-- WHAT YOU WILL DO --
Exactly the lines from the start of the data through the line containing "here and turned" should be output, with both ends kept and nothing added.

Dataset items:
--*--

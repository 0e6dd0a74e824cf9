//! Relay pairs: one client transport bound to one upstream transport.
//!
//! ```text
//! client ──(append/commit/…, set_direction)──▶ relay ──(verbatim, session.update)──▶ model
//! client ◀────────────(verbatim events)─────── relay ◀────────────────────────────── model
//! ```
//!
//! The upstream is connected lazily on the first client frame and configured
//! for the default direction. `set_direction` is consumed here and turned
//! into a `session.update`; everything else passes through untouched. When
//! either side closes, both are closed.

use chrono::{DateTime, Utc};
use parking_lot::Mutex;
use serde::Serialize;
use std::collections::HashMap;
use std::sync::atomic::{AtomicU64, Ordering};
use std::sync::Arc;
use tokio::sync::mpsc;
use tokio_util::sync::CancellationToken;

use crate::voice::direction::{Direction, DirectionTable};
use crate::voice::protocol::{self, ControlMessage, SessionSettings};
use crate::voice::transport::{Connector, Frame, FrameSink, FrameStream, Transport, TransportError};

/// Shared, immutable relay configuration.
pub struct RelayContext {
    pub upstream: Arc<dyn Connector>,
    pub table: Arc<DirectionTable>,
    pub settings: SessionSettings,
    pub initial_direction: Direction,
}

impl RelayContext {
    fn session_update(&self, direction: Direction, voice: Option<&str>) -> String {
        let voice = voice.unwrap_or_else(|| self.table.default_voice(direction));
        protocol::session_update(self.table.instructions(direction), voice, &self.settings).to_json()
    }
}

// ── Registry ───────────────────────────────────────────────────────

/// Live counters for one relay pair.
#[derive(Debug)]
pub struct PairStats {
    id: String,
    created_at: DateTime<Utc>,
    direction: Mutex<Direction>,
    upstream_connected: std::sync::atomic::AtomicBool,
    client_frames: AtomicU64,
    upstream_frames: AtomicU64,
}

impl PairStats {
    fn new(direction: Direction) -> Self {
        Self {
            id: uuid::Uuid::new_v4().to_string(),
            created_at: Utc::now(),
            direction: Mutex::new(direction),
            upstream_connected: std::sync::atomic::AtomicBool::new(false),
            client_frames: AtomicU64::new(0),
            upstream_frames: AtomicU64::new(0),
        }
    }

    pub fn id(&self) -> &str {
        &self.id
    }

    pub fn direction(&self) -> Direction {
        *self.direction.lock()
    }

    pub fn snapshot(&self) -> RelaySessionInfo {
        RelaySessionInfo {
            id: self.id.clone(),
            direction: self.direction(),
            created_at: self.created_at,
            upstream_connected: self.upstream_connected.load(Ordering::Relaxed),
            client_frames: self.client_frames.load(Ordering::Relaxed),
            upstream_frames: self.upstream_frames.load(Ordering::Relaxed),
        }
    }
}

/// Public view of a relay pair for `GET /api/sessions`.
#[derive(Debug, Clone, PartialEq, Eq, Serialize)]
pub struct RelaySessionInfo {
    pub id: String,
    pub direction: Direction,
    pub created_at: DateTime<Utc>,
    pub upstream_connected: bool,
    /// Frames forwarded (or consumed) from the client.
    pub client_frames: u64,
    /// Frames forwarded from the model to the client.
    pub upstream_frames: u64,
}

/// Bounded set of live relay pairs.
pub struct RelayRegistry {
    max_sessions: usize,
    pairs: Mutex<HashMap<String, Arc<PairStats>>>,
}

impl RelayRegistry {
    pub fn new(max_sessions: usize) -> Self {
        Self {
            max_sessions,
            pairs: Mutex::new(HashMap::new()),
        }
    }

    /// Admit a new pair. The slot is released when the returned guard drops.
    pub fn register(self: &Arc<Self>, direction: Direction) -> anyhow::Result<Registration> {
        let mut pairs = self.pairs.lock();
        if pairs.len() >= self.max_sessions {
            anyhow::bail!(
                "Maximum concurrent relay sessions ({}) reached",
                self.max_sessions
            );
        }
        let stats = Arc::new(PairStats::new(direction));
        pairs.insert(stats.id.clone(), stats.clone());
        Ok(Registration {
            registry: Arc::clone(self),
            stats,
        })
    }

    pub fn active_count(&self) -> usize {
        self.pairs.lock().len()
    }

    /// Snapshot of every live pair, oldest first.
    pub fn list(&self) -> Vec<RelaySessionInfo> {
        let mut sessions: Vec<RelaySessionInfo> = self
            .pairs
            .lock()
            .values()
            .map(|stats| stats.snapshot())
            .collect();
        sessions.sort_by(|a, b| a.created_at.cmp(&b.created_at).then(a.id.cmp(&b.id)));
        sessions
    }

    fn remove(&self, id: &str) {
        self.pairs.lock().remove(id);
    }
}

/// A registry slot held for the lifetime of one relay pair.
pub struct Registration {
    registry: Arc<RelayRegistry>,
    stats: Arc<PairStats>,
}

impl Registration {
    pub fn stats(&self) -> &Arc<PairStats> {
        &self.stats
    }
}

impl Drop for Registration {
    fn drop(&mut self) {
        self.registry.remove(&self.stats.id);
    }
}

// ── Pair lifecycle ─────────────────────────────────────────────────

/// Relay one client connection until either side closes.
pub async fn run_pair(client: Transport, ctx: Arc<RelayContext>, stats: Arc<PairStats>) {
    let session_id = stats.id().to_string();
    let (mut client_sink, mut client_stream) = client.split();

    // Lazy upstream: nothing is dialled until the client speaks.
    let first = match client_stream.recv().await {
        Some(Ok(frame)) => frame,
        Some(Err(e)) => {
            tracing::warn!(session_id = %session_id, error = %e, "Client failed before first frame");
            client_sink.close().await;
            return;
        }
        None => {
            tracing::debug!(session_id = %session_id, "Client left before first frame");
            client_sink.close().await;
            return;
        }
    };

    let upstream = match ctx.upstream.connect().await {
        Ok(upstream) => upstream,
        Err(e) => {
            tracing::error!(session_id = %session_id, error = %e, "Upstream connect failed");
            let event = serde_json::json!({
                "type": "error",
                "error": {"message": format!("upstream connection failed: {e}")},
            });
            let _ = client_sink.send(Frame::Text(event.to_string())).await;
            client_sink.close().await;
            return;
        }
    };
    stats.upstream_connected.store(true, Ordering::Relaxed);
    let (mut upstream_sink, upstream_stream) = upstream.split();

    let initial = stats.direction();
    tracing::info!(session_id = %session_id, direction = %initial, "Upstream connected");

    let ready = async {
        upstream_sink
            .send(Frame::Text(ctx.session_update(initial, None)))
            .await?;
        forward_client_frame(first, upstream_sink.as_mut(), &ctx, &stats).await
    };
    match ready.await {
        Ok(None) => {}
        Ok(Some(reply)) => {
            let _ = client_sink.send(reply).await;
        }
        Err(e) => {
            tracing::warn!(session_id = %session_id, error = %e, "Upstream rejected initial frames");
            upstream_sink.close().await;
            client_sink.close().await;
            return;
        }
    }

    let cancel = CancellationToken::new();
    let (reply_tx, reply_rx) = mpsc::unbounded_channel();
    tokio::join!(
        client_to_upstream(client_stream, upstream_sink, reply_tx, &ctx, &stats, cancel.clone()),
        upstream_to_client(upstream_stream, client_sink, reply_rx, &stats, cancel.clone()),
    );

    let info = stats.snapshot();
    tracing::info!(
        session_id = %session_id,
        client_frames = info.client_frames,
        upstream_frames = info.upstream_frames,
        "Relay session ended"
    );
}

async fn client_to_upstream(
    mut client: Box<dyn FrameStream>,
    mut upstream: Box<dyn FrameSink>,
    replies: mpsc::UnboundedSender<Frame>,
    ctx: &RelayContext,
    stats: &PairStats,
    cancel: CancellationToken,
) {
    loop {
        let inbound = tokio::select! {
            () = cancel.cancelled() => break,
            inbound = client.recv() => inbound,
        };
        match inbound {
            Some(Ok(frame)) => match forward_client_frame(frame, upstream.as_mut(), ctx, stats).await {
                Ok(None) => {}
                Ok(Some(reply)) => {
                    let _ = replies.send(reply);
                }
                Err(e) => {
                    tracing::warn!(session_id = %stats.id(), error = %e, "Upstream send failed");
                    break;
                }
            },
            Some(Err(e)) => {
                tracing::warn!(session_id = %stats.id(), error = %e, "Client connection error");
                break;
            }
            None => {
                tracing::debug!(session_id = %stats.id(), "Client closed");
                break;
            }
        }
    }
    cancel.cancel();
    upstream.close().await;
}

async fn upstream_to_client(
    mut upstream: Box<dyn FrameStream>,
    mut client: Box<dyn FrameSink>,
    mut replies: mpsc::UnboundedReceiver<Frame>,
    stats: &PairStats,
    cancel: CancellationToken,
) {
    loop {
        let inbound = tokio::select! {
            () = cancel.cancelled() => break,
            Some(reply) = replies.recv() => {
                if let Err(e) = client.send(reply).await {
                    tracing::debug!(session_id = %stats.id(), error = %e, "Client send failed");
                    break;
                }
                continue;
            }
            inbound = upstream.recv() => inbound,
        };
        match inbound {
            Some(Ok(frame)) => {
                if let Some(text) = frame.as_text() {
                    tracing::trace!(
                        session_id = %stats.id(),
                        event_type = protocol::peek_event_type(text).as_deref().unwrap_or("?"),
                        "Upstream event"
                    );
                }
                stats.upstream_frames.fetch_add(1, Ordering::Relaxed);
                if let Err(e) = client.send(frame).await {
                    tracing::debug!(session_id = %stats.id(), error = %e, "Client send failed");
                    break;
                }
            }
            Some(Err(e)) => {
                tracing::warn!(session_id = %stats.id(), error = %e, "Upstream connection error");
                break;
            }
            None => {
                tracing::info!(session_id = %stats.id(), "Upstream closed");
                break;
            }
        }
    }
    cancel.cancel();
    client.close().await;
}

/// Consume `set_direction`, pass everything else through.
///
/// Returns a frame for the client when a control message is rejected.
async fn forward_client_frame(
    frame: Frame,
    upstream: &mut dyn FrameSink,
    ctx: &RelayContext,
    stats: &PairStats,
) -> Result<Option<Frame>, TransportError> {
    stats.client_frames.fetch_add(1, Ordering::Relaxed);

    match frame.as_text().and_then(protocol::parse_control) {
        None => upstream.send(frame).await.map(|()| None),
        Some(Ok(ControlMessage::SetDirection { direction, voice })) => {
            *stats.direction.lock() = direction;
            tracing::info!(
                session_id = %stats.id(),
                direction = %direction,
                voice = voice.as_deref().unwrap_or(ctx.table.default_voice(direction)),
                "Direction switched"
            );
            upstream
                .send(Frame::Text(ctx.session_update(direction, voice.as_deref())))
                .await
                .map(|()| None)
        }
        Some(Err(e)) => {
            tracing::warn!(session_id = %stats.id(), error = %e, "Rejecting control message");
            let event = serde_json::json!({
                "type": "error",
                "error": {"message": e.to_string()},
            });
            Ok(Some(Frame::Text(event.to_string())))
        }
    }
}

--*--

-- RESULT BELOW --
repository 0e6dd0a74e824cf9
//! Relay pairs: one client transport bound to one upstream transport.
//!
//! ```text
//! client ──(append/commit/…, set_direction)──▶ relay ──(verbatim, session.update)──▶ model
//! client ◀────────────(verbatim events)─────── relay ◀────────────────────────────── model
//! ```
//!
//! The upstream is connected lazily on the first client frame and configured
//! for the default direction. `set_direction` is consumed here and turned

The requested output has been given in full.